Tentu saja, pertunjukan "goni buang vs cakar besi" tersebut tidak setiap harinya digelar di lingkungan yang sama, karena para pelaku pertunjukan, sang sahabat sampah, harus menggelar pertunjukan mereka secara bergiliran dari satu lingkungan ke lingkungan lainnya. Sebuah pertunjukan mengumpulkan dan mengangkat sampah dengan goni plastik dan cakar besi, yang ternyata sepanjang hari telah ditunggu-tunggu oleh para penonton.
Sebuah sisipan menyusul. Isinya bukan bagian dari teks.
use std::io::Write;

use serial_test::serial;

use super::*;

const ENV_KEYS: [&str; 17] = [
    "REPOSIFT_GITHUB_API_URL",
    "REPOSIFT_GITHUB_DEFAULT_BRANCH",
    "REPOSIFT_GITHUB_EXCLUDE",
    "REPOSIFT_GITHUB_MAX_RETRIES",
    "REPOSIFT_GITHUB_TOKEN",
    "REPOSIFT_CHUNK_SIZE",
    "REPOSIFT_OVERLAP_SIZE",
    "REPOSIFT_FUNCTIONS_PER_CHUNK",
    "REPOSIFT_FUNCTION_CHUNKING",
    "REPOSIFT_INCLUDE_SUBMODULES",
    "REPOSIFT_TOKENIZER_MODEL",
    "REPOSIFT_EMBEDDING_PROVIDER",
    "REPOSIFT_EMBEDDING_BASE_URL",
    "REPOSIFT_EMBEDDING_MODEL",
    "REPOSIFT_OPENAI_API_KEY",
    "REPOSIFT_INDEX_PATH",
    "REPOSIFT_INDEX_TOP_K",
];

fn clear_env() {
    for key in ENV_KEYS {
        unsafe { std::env::remove_var(key) };
    }
}

fn write_config(contents: &str) -> tempfile::NamedTempFile {
    let mut file = tempfile::NamedTempFile::new().unwrap();
    file.write_all(contents.as_bytes()).unwrap();
    file
}

#[test]
#[serial]
fn defaults_when_file_missing() {
    clear_env();
    let config = Config::load(Path::new("/nonexistent/reposift.toml")).unwrap();

    assert_eq!(config.github.api_url, "https://api.github.com");
    assert_eq!(config.github.default_branch, "main");
    assert!(config.github.exclude.iter().any(|p| p == ".DS_Store"));
    assert_eq!(config.chunking.chunk_size, 500);
    assert_eq!(config.chunking.overlap_size, 50);
    assert_eq!(config.chunking.functions_per_chunk, 2);
    assert!(config.chunking.function_chunking);
    assert!(config.chunking.include_submodules);
    assert_eq!(config.chunking.tokenizer_model, "gpt-3.5-turbo");
    assert_eq!(config.embedding.provider, ProviderKind::OpenAi);
    assert_eq!(config.embedding.model, "text-embedding-ada-002");
    assert!(config.embedding.base_url.is_none());
    assert_eq!(config.index.path, "faiss_index");
    assert_eq!(config.index.top_k, 5);
}

#[test]
#[serial]
fn parses_partial_file() {
    clear_env();
    let file = write_config(
        r#"
[chunking]
chunk_size = 20
overlap_size = 5

[embedding]
provider = "ollama"
model = "nomic-embed-text"
base_url = "http://gpu-box:11434"

[index]
path = "/var/lib/reposift/idx"
"#,
    );
    let config = Config::load(file.path()).unwrap();

    assert_eq!(config.chunking.chunk_size, 20);
    assert_eq!(config.chunking.overlap_size, 5);
    assert_eq!(config.chunking.functions_per_chunk, 2);
    assert_eq!(config.embedding.provider, ProviderKind::Ollama);
    assert_eq!(config.embedding.model, "nomic-embed-text");
    assert_eq!(
        config.embedding.base_url.as_deref(),
        Some("http://gpu-box:11434")
    );
    assert_eq!(config.index.path, "/var/lib/reposift/idx");
    assert_eq!(config.index.top_k, 5);
    assert_eq!(config.github.max_retries, 3);
}

#[test]
#[serial]
fn malformed_file_is_error() {
    clear_env();
    let file = write_config("[chunking\nchunk_size = ");
    let err = Config::load(file.path()).unwrap_err();
    assert!(format!("{err:#}").contains("failed to parse config file"));
}

#[test]
#[serial]
fn env_overrides_file_values() {
    clear_env();
    let file = write_config("[chunking]\nchunk_size = 100\n");
    unsafe {
        std::env::set_var("REPOSIFT_CHUNK_SIZE", "300");
        std::env::set_var("REPOSIFT_OVERLAP_SIZE", "30");
        std::env::set_var("REPOSIFT_FUNCTION_CHUNKING", "false");
        std::env::set_var("REPOSIFT_EMBEDDING_PROVIDER", "ollama");
        std::env::set_var("REPOSIFT_INDEX_TOP_K", "9");
        std::env::set_var("REPOSIFT_GITHUB_EXCLUDE", ".lock, vendor/ ,,");
    }
    let config = Config::load(file.path()).unwrap();
    clear_env();

    assert_eq!(config.chunking.chunk_size, 300);
    assert_eq!(config.chunking.overlap_size, 30);
    assert!(!config.chunking.function_chunking);
    assert_eq!(config.embedding.provider, ProviderKind::Ollama);
    assert_eq!(config.index.top_k, 9);
    assert_eq!(config.github.exclude, vec![".lock", "vendor/"]);
}

#[test]
#[serial]
fn unparseable_env_values_are_ignored() {
    clear_env();
    unsafe {
        std::env::set_var("REPOSIFT_CHUNK_SIZE", "lots");
        std::env::set_var("REPOSIFT_EMBEDDING_PROVIDER", "carrier-pigeon");
        std::env::set_var("REPOSIFT_INCLUDE_SUBMODULES", "maybe");
    }
    let config = Config::load(Path::new("/nonexistent/reposift.toml")).unwrap();
    clear_env();

    assert_eq!(config.chunking.chunk_size, 500);
    assert_eq!(config.embedding.provider, ProviderKind::OpenAi);
    assert!(config.chunking.include_submodules);
}

#[test]
#[serial]
fn overlap_not_smaller_than_chunk_is_rejected() {
    clear_env();
    let file = write_config("[chunking]\nchunk_size = 10\noverlap_size = 10\n");
    let err = Config::load(file.path()).unwrap_err();
    assert!(err.to_string().contains("overlap_size (10)"));
}

#[test]
fn validate_rejects_zero_values() {
    let mut config = Config::default();
    config.chunking.chunk_size = 0;
    assert!(config.validate().is_err());

    let mut config = Config::default();
    config.chunking.functions_per_chunk = 0;
    assert!(config.validate().is_err());

    let mut config = Config::default();
    config.index.top_k = 0;
    assert!(config.validate().is_err());

    assert!(Config::default().validate().is_ok());
}

#[test]
#[serial]
fn secrets_resolved_from_env() {
    clear_env();
    unsafe {
        std::env::set_var("REPOSIFT_GITHUB_TOKEN", "ghp_test");
        std::env::set_var("REPOSIFT_OPENAI_API_KEY", "  ");
    }
    let mut config = Config::default();
    config.resolve_secrets();
    clear_env();

    assert_eq!(
        config.secrets.github_token.as_ref().map(Secret::expose),
        Some("ghp_test")
    );
    assert!(config.secrets.openai_api_key.is_none());
    assert!(!format!("{config:?}").contains("ghp_test"));
}

#[test]
#[serial]
fn secrets_are_never_read_from_file() {
    clear_env();
    let file = write_config("[secrets]\ngithub_token = \"from-file\"\n");
    let config = Config::load(file.path()).unwrap();
    assert!(config.secrets.github_token.is_none());
}

#[test]
fn chunking_options_mirror_config() {
    let mut config = Config::default();
    config.chunking.chunk_size = 20;
    config.chunking.include_submodules = false;
    let options = config.chunking.options();
    assert_eq!(options.chunk_size, 20);
    assert_eq!(options.overlap_size, 50);
    assert!(!options.include_submodules);
}

#[test]
fn provider_kind_round_trips_lowercase() {
    assert_eq!(ProviderKind::OpenAi.to_string(), "openai");
    let kind: ProviderKind = serde_json::from_str("\"ollama\"").unwrap();
    assert_eq!(kind, ProviderKind::Ollama);
}

#[test]
fn shipped_default_config_matches_builtin_defaults() {
    let shipped: Config = toml::from_str(include_str!("../../../../config/default.toml")).unwrap();
    let builtin = Config::default();
    assert_eq!(shipped.github.exclude, builtin.github.exclude);
    assert_eq!(shipped.chunking.options(), builtin.chunking.options());
    assert_eq!(shipped.embedding.model, builtin.embedding.model);
    assert_eq!(shipped.index.path, builtin.index.path);
    assert!(shipped.validate().is_ok());
}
Sebagian bahkan sudah hilang kesabarannya, menanti kapan pertunjukan "goni buang vs cakar besi" dari para si burung kondor itu digelar di lingkungan tempat tinggalnya, karena sering kali setelah pertunjukan, yang inti ceritanya adalah menyingkirkan bangkai-bangkai busuk yang ditempatkan tidak pada tempatnya itu selesai digelar, para penonton harus menunggu hingga berhari-hari, bahkan berminggu-minggu, sampai akhirnya pertunjukan itu digelar kembali di lingkungan tempat tinggalnya, walaupun dengan para pemain yang tak jarang silih berganti.
Tali temali ironi yang sudah sedemikian simpul ini, tetap saja harus diakali demi berjalannya alur perjalanan sampah tersebut dari hari ke hari. Mulai dari peran ganda karyawan sebagai petugas kebersihan sekaligus sebagai pengumpul "botot" atau barang bekas swadaya, demi mengakali gaji yang molor berbulan-bulan, kendati hasil dari berjualan botot tersebut harus kandas di warung kopi demi segelas "teh susu gelas pendek" dan beberapa batang rokok, yang entah karena beratnya perjuangan untuk mendapatkannya, rasanya sungguh nikmat saat dicicipi di kala senja, sesaat setelah selesai bekerja mengangkut sampah, menunggu daftar hadir diteken setiap harinya. Begitulah yang saya rasakan sebagai PNS yang menyaru sebagai tukang pengangkut sampah dan terlibat langsung di lapangan bersama-sama dengan para buruh harian lepas, selama setahun sejak tahun 2012 sampai dengan tahun 2013.